Entries taken from a collection:
--------
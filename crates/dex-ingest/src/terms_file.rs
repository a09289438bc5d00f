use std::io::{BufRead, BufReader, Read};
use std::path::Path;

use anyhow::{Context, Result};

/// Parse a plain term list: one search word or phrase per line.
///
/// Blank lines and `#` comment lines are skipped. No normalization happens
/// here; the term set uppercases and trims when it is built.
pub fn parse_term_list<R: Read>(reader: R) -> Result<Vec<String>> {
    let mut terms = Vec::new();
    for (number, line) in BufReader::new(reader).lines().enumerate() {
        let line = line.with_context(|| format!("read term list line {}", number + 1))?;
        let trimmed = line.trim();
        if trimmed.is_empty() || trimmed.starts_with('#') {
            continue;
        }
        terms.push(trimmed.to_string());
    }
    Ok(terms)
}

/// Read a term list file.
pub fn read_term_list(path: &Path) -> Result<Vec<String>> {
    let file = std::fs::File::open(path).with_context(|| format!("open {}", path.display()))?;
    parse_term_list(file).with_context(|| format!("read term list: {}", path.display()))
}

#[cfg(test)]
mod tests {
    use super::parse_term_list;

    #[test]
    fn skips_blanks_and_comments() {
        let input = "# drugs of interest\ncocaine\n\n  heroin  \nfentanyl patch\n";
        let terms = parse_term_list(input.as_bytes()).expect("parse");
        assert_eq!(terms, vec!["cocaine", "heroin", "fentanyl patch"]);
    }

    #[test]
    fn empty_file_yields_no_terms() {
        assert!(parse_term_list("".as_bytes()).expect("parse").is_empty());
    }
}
--------
(Required action)
Could you write out every entry above exactly as it appears?

(Solution for this exercise)
filename crates/dex-ingest/src/terms_file.rs
repository a09289438bc5d00f
use std::io::{BufRead, BufReader, Read};
use std::path::Path;

use anyhow::{Context, Result};

/// Parse a plain term list: one search word or phrase per line.
///
/// Blank lines and `#` comment lines are skipped. No normalization happens
/// here; the term set uppercases and trims when it is built.
pub fn parse_term_list<R: Read>(reader: R) -> Result<Vec<String>> {
    let mut terms = Vec::new();
    for (number, line) in BufReader::new(reader).lines().enumerate() {
        let line = line.with_context(|| format!("read term list line {}", number + 1))?;
        let trimmed = line.trim();
        if trimmed.is_empty() || trimmed.starts_with('#') {
            continue;
        }
        terms.push(trimmed.to_string());
    }
    Ok(terms)
}

/// Read a term list file.
pub fn read_term_list(path: &Path) -> Result<Vec<String>> {
    let file = std::fs::File::open(path).with_context(|| format!("open {}", path.display()))?;
    parse_term_list(file).with_context(|| format!("read term list: {}", path.display()))
}

#[cfg(test)]
mod tests {
    use super::parse_term_list;

    #[test]
    fn skips_blanks_and_comments() {
        let input = "# drugs of interest\ncocaine\n\n  heroin  \nfentanyl patch\n";
        let terms = parse_term_list(input.as_bytes()).expect("parse");
        assert_eq!(terms, vec!["cocaine", "heroin", "fentanyl patch"]);
    }

    #[test]
    fn empty_file_yields_no_terms() {
        assert!(parse_term_list("".as_bytes()).expect("parse").is_empty());
    }
}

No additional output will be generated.